By Susan Gately - 05 June, 2015

Court decisionThe European Court of Human Rights decided earlier this week to refer an Italian surrogacy case on appeal to the Grand Chamber of the Court.

The case Paradiso and Campanelli v. Italy was originally heard in the European Court of Human Rights in January this year.

The case involved a couple who obtained a child from a Russian company specialising in surrogacy.

Paradiso and Campanelli paid €49,000 for the baby boy who was produced through in vitro fertilisation and surrogacy. He had no biological connection with them.

Surrogacy is illegal in Italy, so the purchase of the baby was illegal, and passing him off as their own child, was seen as an act of fraud and a breach of public order. The Italian courts prosecuted the couple and the baby was placed with a foster family.

Paradiso and Campanelli appealed to the European Court of Human Rights maintaining that the interference was a breach of their right to “respect for private and family life” which is protected under the European Convention of Human Rights.

In its judgment on 27 January 2015, the Section of the European Court of Human Rights ruled in favour of the couple and ordered the Italian government to pay them €20,000 in damages and costs.

European Court of Human Rights, Strasbourg

European Court of Human Rights, Strasbourg

The Court considered that the Italian authorities had not given sufficient weight to the best interests of the child when balancing them against public-policy considerations.

The authorities had decided to remove the child and to place him under guardianship on the grounds that he had no biological relationship with the applicants and that the applicants had been in an unlawful situation (by contacting a Russian agency in order to become parents and subsequently bringing a child to Italy whom they passed off as their child, they had circumvented the prohibition in Italy on surrogacy and the rules on international adoption).

The Court said in particular, the authorities had not recognised the de facto relationship between the applicants and the child and had imposed an extreme measure, reserved for cases where children were in danger.

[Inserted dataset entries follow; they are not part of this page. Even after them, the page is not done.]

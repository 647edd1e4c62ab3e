//! Validated text types used across the core.
//!
//! These wrappers push input validation to the construction site so that
//! downstream code can assume well-formed values: a `NonEmptyText` always has
//! visible content, and an `EmailAddress` is always trimmed, lowercased, and
//! shaped like `local@domain`.

use crate::{CoreError, CoreResult};
use std::fmt;

/// A string guaranteed to contain at least one non-whitespace character.
///
/// Input is trimmed during construction.
#[derive(Clone, Debug, PartialEq, Eq)]
pub struct NonEmptyText(String);

impl NonEmptyText {
    /// Creates a `NonEmptyText`, rejecting empty or whitespace-only input.
    pub fn new(input: impl AsRef<str>) -> CoreResult<Self> {
        let trimmed = input.as_ref().trim();
        if trimmed.is_empty() {
            return Err(CoreError::InvalidInput("text cannot be empty".into()));
        }
        Ok(Self(trimmed.to_owned()))
    }

    pub fn as_str(&self) -> &str {
        &self.0
    }
}

impl fmt::Display for NonEmptyText {
    fn fmt(&self, f: &mut fmt::Formatter<'_>) -> fmt::Result {
        f.write_str(&self.0)
    }
}

impl AsRef<str> for NonEmptyText {
    fn as_ref(&self) -> &str {
        &self.0
    }
}

impl serde::Serialize for NonEmptyText {
    fn serialize<S: serde::Serializer>(&self, serializer: S) -> Result<S::Ok, S::Error> {
        serializer.serialize_str(&self.0)
    }
}

impl<'de> serde::Deserialize<'de> for NonEmptyText {
    fn deserialize<D: serde::Deserializer<'de>>(deserializer: D) -> Result<Self, D::Error> {
        let raw = String::deserialize(deserializer)?;
        NonEmptyText::new(&raw).map_err(serde::de::Error::custom)
    }
}

/// A normalised email address.
///
/// Normalisation lowercases and trims the input; validation requires exactly
/// one `@` with a non-empty local part and a domain containing no whitespace.
/// Uniqueness checks in the user store compare the normalised form, so
/// `Alice@example.com` and `alice@example.com` are the same account.
#[derive(Clone, Debug, PartialEq, Eq, Hash)]
pub struct EmailAddress(String);

impl EmailAddress {
    /// Parses and normalises an email address.
    pub fn parse(input: impl AsRef<str>) -> CoreResult<Self> {
        let normalised = input.as_ref().trim().to_lowercase();

        let invalid = || CoreError::InvalidInput(format!("invalid email address: '{normalised}'"));

        let (local, domain) = normalised.split_once('@').ok_or_else(invalid)?;
        if local.is_empty() || domain.is_empty() {
            return Err(invalid());
        }
        if domain.contains('@') || normalised.chars().any(char::is_whitespace) {
            return Err(invalid());
        }

        Ok(Self(normalised))
    }

    pub fn as_str(&self) -> &str {
        &self.0
    }
}

impl fmt::Display for EmailAddress {
    fn fmt(&self, f: &mut fmt::Formatter<'_>) -> fmt::Result {
        f.write_str(&self.0)
    }
}

impl serde::Serialize for EmailAddress {
    fn serialize<S: serde::Serializer>(&self, serializer: S) -> Result<S::Ok, S::Error> {
        serializer.serialize_str(&self.0)
    }
}

impl<'de> serde::Deserialize<'de> for EmailAddress {
    fn deserialize<D: serde::Deserializer<'de>>(deserializer: D) -> Result<Self, D::Error> {
        let raw = String::deserialize(deserializer)?;
        EmailAddress::parse(&raw).map_err(serde::de::Error::custom)
    }
}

The Court found that the couple was entitled to benefit from the protection granted by “family life” even though they had purchased the baby in violation of Italian and international norms, and kept him for six months.

The Court concluded that Italy could refuse to recognise the parent-child bond established in Russia, but taking the child away from the sponsors infringed their right to private and family life.

The January ECHR decision was sharply criticised, in particular as it appears to authorise the production and selling of children through surrogacy, and it has now been appealed to the Grand Chamber of the European Court of Human Rights.

“This will be the first case of surrogacy judged by the Grand Chamber, and its judgement will have a very important impact in Europe,” said Gregor Puppinck from the European Centre for Law and Justice (ECLJ).

Judgments of the Grand Chamber define the doctrine of the Court and are binding in the 47 Member States of the Council of Europe.

Normally the Grand Chamber will deliver a decision within three years of the case being brought. In the meantime the baby boy remains with the foster family with whom he was placed.